Rosmarie Zapfl-Helbling ist Präsidentin von “Alliance F” (Alliance de sociétés féminines suisses)
Die Minarett-Initiative hat vorgegeben, unsere Kultur zu schützen. Die Basis unserer Kultur sind aber vor allem die Religionsfreiheit und der Respekt vor Werten wie Solidarität, Vielfalt, Demokratie und Rechtsstaatlichkeit. Willkür und Diskriminierung, wie sie die Initiative vermittelt hat, sind zutiefst unschweizerische Werte die wir nicht pflegen wollen und die wir in anderen Ländern verurteilen.

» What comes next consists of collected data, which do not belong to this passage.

use std::path::PathBuf;

use miette::Diagnostic;
use thiserror::Error;

#[derive(Debug, Error, Diagnostic)]
pub enum HarvestError {
    #[error("no input file name")]
    MissingInput,

    #[error("no output directory")]
    MissingOutput,

    #[error("failed to read input file at {0}")]
    InputRead(PathBuf),

    #[error("failed to parse records: {0}")]
    InputParse(String),

    #[error("failed to read config file at {0}")]
    ConfigRead(PathBuf),

    #[error("failed to parse JSON config: {0}")]
    ConfigParse(String),

    #[error("invalid archive identifier: {0}")]
    InvalidArchiveId(String),

    #[error("archive request failed: {0}")]
    ArchiveHttp(String),

    #[error("archive returned status {status}: {message}")]
    ArchiveStatus { status: u16, message: String },

    #[error("catalog request failed: {0}")]
    CatalogHttp(String),

    #[error("catalog returned status {status}: {message}")]
    CatalogStatus { status: u16, message: String },

    #[error("metadata unavailable: {0}")]
    MetadataUnavailable(String),

    #[error("failed writing audit log: {0}")]
    #[diagnostic(help("the audit trail is incomplete; check the log location and disk space"))]
    AuditWrite(String),

    #[error("filesystem error: {0}")]
    Filesystem(String),
}

impl HarvestError {
    /// Local resource failures abort the run; remote and per-record ones are logged and skipped.
    pub fn is_fatal(&self) -> bool {
        !matches!(
            self,
            HarvestError::ArchiveHttp(_)
                | HarvestError::ArchiveStatus { .. }
                | HarvestError::CatalogHttp(_)
                | HarvestError::CatalogStatus { .. }
                | HarvestError::MetadataUnavailable(_)
                | HarvestError::InvalidArchiveId(_)
        )
    }
}
use std::time::Duration;

use reqwest::blocking::Client;

use crate::config::Credential;
use crate::error::HarvestError;
use crate::http::{BodyError, build_client, read_body};

pub trait CatalogClient: Send + Sync {
    fn fetch_record(&self, accession: &str, credential: &Credential)
    -> Result<Vec<u8>, HarvestError>;
}

#[derive(Clone)]
pub struct CatalogHttpClient {
    client: Client,
    base_url: String,
}

impl CatalogHttpClient {
    pub fn new(base_url: &str, timeout: Option<Duration>) -> Result<Self, HarvestError> {
        let client = build_client(timeout).map_err(HarvestError::CatalogHttp)?;
        Ok(Self {
            client,
            base_url: base_url.trim_end_matches('/').to_string(),
        })
    }

    pub fn record_url(&self, accession: &str) -> String {
        format!("{}/{}", self.base_url, accession)
    }
}

impl CatalogClient for CatalogHttpClient {
    fn fetch_record(
        &self,
        accession: &str,
        credential: &Credential,
    ) -> Result<Vec<u8>, HarvestError> {
        let response = self
            .client
            .get(self.record_url(accession))
            .query(&[("wskey", credential.as_str())])
            .send()
            .map_err(|err| HarvestError::CatalogHttp(err.to_string()))?;
        read_body(response).map_err(|err| match err {
            BodyError::Status { status, message } => {
                HarvestError::CatalogStatus { status, message }
            }
            BodyError::Transport(message) => HarvestError::CatalogHttp(message),
        })
    }
}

Die Diskussion die um diese Initiative geführt wurde, war gezeichnet von Hass und Unverständnis gegenüber den andersgläubigen. Oft fühle ich mich zurückversetzt in die Zeit vor 50 Jahren, als in Katholischen Landesgegenden die Reformierten Mitbürger diskriminiert und das Gleiche in Städten und Dörfer geschah, die mehrheitlich von Reformierten bewohnt waren.

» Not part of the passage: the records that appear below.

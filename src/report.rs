use std::path::Path;

use crate::audit::{AuditEntry, read_entries};
use crate::error::HarvestError;

fn columns(entry: &AuditEntry) -> [&str; 7] {
    [
        &entry.title,
        &entry.author,
        &entry.date,
        &entry.description,
        &entry.archive_id,
        &entry.accession_number,
        &entry.output_directory,
    ]
}

/// Renders audit entries as tab-delimited rows. Values holding tabs, quotes
/// or line breaks are quoted so the column count stays fixed.
pub fn to_tab_delimited(entries: &[AuditEntry]) -> Result<Vec<u8>, HarvestError> {
    let mut writer = csv::WriterBuilder::new()
        .delimiter(b'\t')
        .has_headers(false)
        .from_writer(Vec::new());
    for entry in entries {
        writer
            .write_record(columns(entry))
            .map_err(|err| HarvestError::Filesystem(err.to_string()))?;
    }
    writer
        .into_inner()
        .map_err(|err| HarvestError::Filesystem(err.to_string()))
}

/// Regenerates the tab-delimited report from the whole audit log.
/// Returns the number of rows written.
pub fn write_report(audit_log: &Path, report_path: &Path) -> Result<usize, HarvestError> {
    if report_path == audit_log {
        return Err(HarvestError::Filesystem(format!(
            "report would overwrite the audit log {}",
            audit_log.display()
        )));
    }
    let entries = read_entries(audit_log)?;
    let content = to_tab_delimited(&entries)?;
    crate::download::write_artifact(report_path, &content)?;
    tracing::info!(path = %report_path.display(), lines = entries.len(), "report written");
    Ok(entries.len())
}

Die Volksinitiative „Gegen den Bau von Minaretten“ steht in Widerspruch zu zentralen Menschenrechten und gefährdet den Religionsfrieden. Das unerhörte an der Kampagne war für mich die Darstellung auf dem Plakat. Neben Türmen der Minarette wurde eine mit Burka verhüllte Person gezeigt. Also Angst schüren mit dem was mit der Initiative verhindert werden soll. Es grenzt an Irreführung des Stimmvolkes, wenn der Bau von Minaretten mit dem Tragen der Burka in Verbindung gebracht wird. Die Initiative ging nicht gegen die Minarette, sie ging gegen eine ganze Religion. Das ist einer Regierungspartei nicht würdig. Eine beschämende Situation die einmal mehr zeigte, wie viele unserer Mitbürger von einigen Angstmachern manipuliert werden konnten und denen damit zu Wahlerfolgen verhelfen.

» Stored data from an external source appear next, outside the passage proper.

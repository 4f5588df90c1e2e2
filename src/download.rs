//! Fetches all artifacts of one record on a bounded pool of scoped threads.

use std::fs;
use std::io::Write;
use std::path::{Component, Path, PathBuf};
use std::sync::atomic::{AtomicBool, AtomicUsize, Ordering};
use std::sync::mpsc;
use std::thread;

use serde::Serialize;

use crate::archive::ArchiveClient;
use crate::catalog::CatalogClient;
use crate::config::Credential;
use crate::domain::{ArtifactDescriptor, SourceKind, is_queryable_accession};
use crate::error::HarvestError;

#[derive(Debug, Clone, PartialEq, Eq, Serialize)]
#[serde(tag = "outcome", rename_all = "snake_case")]
pub enum ArtifactOutcome {
    Written { file_name: String, bytes: usize },
    Skipped { file_name: String, reason: String },
    Failed { file_name: String, error: String },
}

impl ArtifactOutcome {
    pub fn file_name(&self) -> &str {
        match self {
            ArtifactOutcome::Written { file_name, .. }
            | ArtifactOutcome::Skipped { file_name, .. }
            | ArtifactOutcome::Failed { file_name, .. } => file_name,
        }
    }
}

/// Outcomes in the same order as the descriptors they came from.
#[derive(Debug, Clone, Default, Serialize)]
pub struct DownloadReport {
    pub outcomes: Vec<ArtifactOutcome>,
}

impl DownloadReport {
    pub fn written(&self) -> usize {
        self.count(|o| matches!(o, ArtifactOutcome::Written { .. }))
    }

    pub fn skipped(&self) -> usize {
        self.count(|o| matches!(o, ArtifactOutcome::Skipped { .. }))
    }

    pub fn failed(&self) -> usize {
        self.count(|o| matches!(o, ArtifactOutcome::Failed { .. }))
    }

    fn count(&self, pred: impl Fn(&ArtifactOutcome) -> bool) -> usize {
        self.outcomes.iter().filter(|o| pred(o)).count()
    }
}

pub struct ConcurrentDownloader<'a, A: ArchiveClient, C: CatalogClient> {
    archive: &'a A,
    catalog: &'a C,
    max_workers: usize,
    min_accession_len: usize,
}

impl<'a, A: ArchiveClient, C: CatalogClient> ConcurrentDownloader<'a, A, C> {
    pub fn new(
        archive: &'a A,
        catalog: &'a C,
        max_workers: usize,
        min_accession_len: usize,
    ) -> Self {
        Self {
            archive,
            catalog,
            max_workers: max_workers.max(1),
            min_accession_len,
        }
    }

    /// Returns only after every artifact has been written, skipped or has
    /// failed. Remote failures are recorded per artifact; a local write
    /// failure stops new work and is returned once in-flight work is done.
    pub fn download_all(
        &self,
        artifacts: &[ArtifactDescriptor],
        output_dir: &Path,
        credential: &Credential,
    ) -> Result<DownloadReport, HarvestError> {
        fs::create_dir_all(output_dir).map_err(|err| {
            HarvestError::Filesystem(format!("create {}: {err}", output_dir.display()))
        })?;
        if artifacts.is_empty() {
            return Ok(DownloadReport::default());
        }

        let workers = self.max_workers.min(artifacts.len());
        let next = AtomicUsize::new(0);
        let abort = AtomicBool::new(false);
        let (tx, rx) = mpsc::channel();

        let mut slots = thread::scope(|scope| {
            for _ in 0..workers {
                let tx = tx.clone();
                let (next, abort) = (&next, &abort);
                scope.spawn(move || {
                    while !abort.load(Ordering::Relaxed) {
                        let index = next.fetch_add(1, Ordering::Relaxed);
                        let Some(artifact) = artifacts.get(index) else {
                            break;
                        };
                        let result = self.download_one(artifact, output_dir, credential);
                        if result.is_err() {
                            abort.store(true, Ordering::Relaxed);
                        }
                        if tx.send((index, result)).is_err() {
                            break;
                        }
                    }
                });
            }
            drop(tx);

            let mut slots: Vec<Option<Result<ArtifactOutcome, HarvestError>>> =
                (0..artifacts.len()).map(|_| None).collect();
            // Ends early only if every worker has stopped, i.e. after an abort.
            for (index, result) in rx.iter().take(artifacts.len()) {
                slots[index] = Some(result);
            }
            slots
        });

        let mut outcomes = Vec::with_capacity(slots.len());
        for (slot, artifact) in slots.iter_mut().zip(artifacts) {
            match slot.take() {
                Some(Ok(outcome)) => outcomes.push(outcome),
                Some(Err(err)) => return Err(err),
                None => outcomes.push(ArtifactOutcome::Skipped {
                    file_name: artifact.file_name.clone(),
                    reason: "run aborted".to_string(),
                }),
            }
        }
        Ok(DownloadReport { outcomes })
    }

    fn download_one(
        &self,
        artifact: &ArtifactDescriptor,
        output_dir: &Path,
        credential: &Credential,
    ) -> Result<ArtifactOutcome, HarvestError> {
        let file_name = artifact.file_name.clone();
        let Some(target) = safe_join(output_dir, &file_name) else {
            tracing::warn!(file = %file_name, "refusing file name outside record directory");
            return Ok(ArtifactOutcome::Skipped {
                file_name,
                reason: "unsafe file name".to_string(),
            });
        };

        let fetched = match artifact.source {
            SourceKind::ArchiveFile => {
                let Some(base) = artifact.base_url.as_ref() else {
                    return Ok(ArtifactOutcome::Skipped {
                        file_name,
                        reason: "no archive identifier".to_string(),
                    });
                };
                self.archive.download_file(base, &file_name)
            }
            SourceKind::BibliographicRecord => {
                if !credential.is_configured() {
                    return Ok(ArtifactOutcome::Skipped {
                        file_name,
                        reason: "no catalog credential".to_string(),
                    });
                }
                if !is_queryable_accession(&artifact.accession_number, self.min_accession_len) {
                    return Ok(ArtifactOutcome::Skipped {
                        file_name,
                        reason: "accession number too short".to_string(),
                    });
                }
                self.catalog
                    .fetch_record(&artifact.accession_number, credential)
            }
        };

        match fetched {
            Ok(body) => {
                write_artifact(&target, &body)?;
                tracing::debug!(
                    file = %file_name,
                    bytes = body.len(),
                    source = %artifact.source,
                    "artifact written"
                );
                Ok(ArtifactOutcome::Written {
                    file_name,
                    bytes: body.len(),
                })
            }
            Err(err) if err.is_fatal() => Err(err),
            Err(err) => {
                tracing::warn!(
                    file = %file_name,
                    source = %artifact.source,
                    error = %err,
                    "artifact skipped"
                );
                Ok(ArtifactOutcome::Failed {
                    file_name,
                    error: err.to_string(),
                })
            }
        }
    }
}

/// Joins a remote file name under `dir`, rejecting absolute paths and `..`.
pub fn safe_join(dir: &Path, file_name: &str) -> Option<PathBuf> {
    let relative = Path::new(file_name);
    let mut components = relative.components().peekable();
    components.peek()?;
    if !components.all(|c| matches!(c, Component::Normal(_))) {
        return None;
    }
    Some(dir.join(relative))
}

/// Writes through a temp file in the same directory, replacing any existing file.
pub fn write_artifact(target: &Path, content: &[u8]) -> Result<(), HarvestError> {
    let parent = target
        .parent()
        .ok_or_else(|| HarvestError::Filesystem("invalid destination path".to_string()))?;
    fs::create_dir_all(parent).map_err(|err| HarvestError::Filesystem(err.to_string()))?;
    let mut temp = tempfile::Builder::new()
        .prefix(".artifact")
        .tempfile_in(parent)
        .map_err(|err| HarvestError::Filesystem(err.to_string()))?;
    temp.write_all(content)
        .map_err(|err| HarvestError::Filesystem(err.to_string()))?;
    if target.exists() {
        fs::remove_file(target).map_err(|err| HarvestError::Filesystem(err.to_string()))?;
    }
    temp.persist(target).map_err(|err| {
        HarvestError::Filesystem(format!("write {}: {}", target.display(), err.error))
    })?;
    Ok(())
}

Die Annahme der Initiative ist ein Rückschritt. In der Bundesverfassung von 1999 wird bei uns nicht mehr unterschieden zwischen christlichen und anderen Religionen. Die Initiative greift in die Kantons- und Gemeindekompetenzen ein. Für die Regelung des Verhältnisses zwischen Staat und Kirche sind die Kantone zuständig. Für Bauordnungen sind es die Gemeinden. Warten wir nun einmal die ersten Klagen und Urteile ab, die vermutlich bis zum Menschrechtsgerichtshof in Strassburg gehen werden. Nach der Annahme des Minarettverbotes ging postwendend die Diskussion um das Burkaverbot los.
Als Frauenrechtlerin und Vertreterin der Menschrechte habe ich mich ganz klar gegen die Burka ausgesprochen. Das Verbot der Burka tangiert nicht die Religion, diskriminiert jedoch die Frauen in ihrer Freiheit. Der Schleier als Kopfbedeckung gibt sicher vielen Musliminnen vorübergehend Sicherheit und Schutz. Wenn die Frauen den Schleier freiwillig tragen, nicht von der Familie oder dem Ehemann dazu gezwungen werden, ist das in Ordnung. Der Gesichtsschleier ist jedoch, im Gegensatz zum Kopftuch, keine vom islamischen Religionsrecht geforderte Pflicht. Die islamischen Rechtsschulen sind sich darin einig, dass Gesicht und Hände, im Unterschied zum Haupthaar, nicht bedeckt werden muss.
Wenn wir auch in Zukunft in Frieden miteinander in der Schweiz, in Europa und weltweit zusammen leben wollen , dann sind wir aufgefordert, zu Verstehen – Die Kultur, die Religion und das Verhalten der Mitmenschen die eine andere Religion ausüben. Diskriminierung der Geschlechter, Gewalt an Frauen und nicht einhalten der Menschrechte sind nicht zu tolerieren.
Dieser Text wurde vom Autor auf der Konferenz “Nach dem Minarettverbot: die offene Gesellschaft und der Islam” vorgelesen. Veranstalter des Symposiums, das am 17. November 2010 an der Züricher Universität stattfand, waren der Universitäre Forschungsschwerpunkt Asien und Europa und die Stiftung Reset – Dialogues on Civilizations.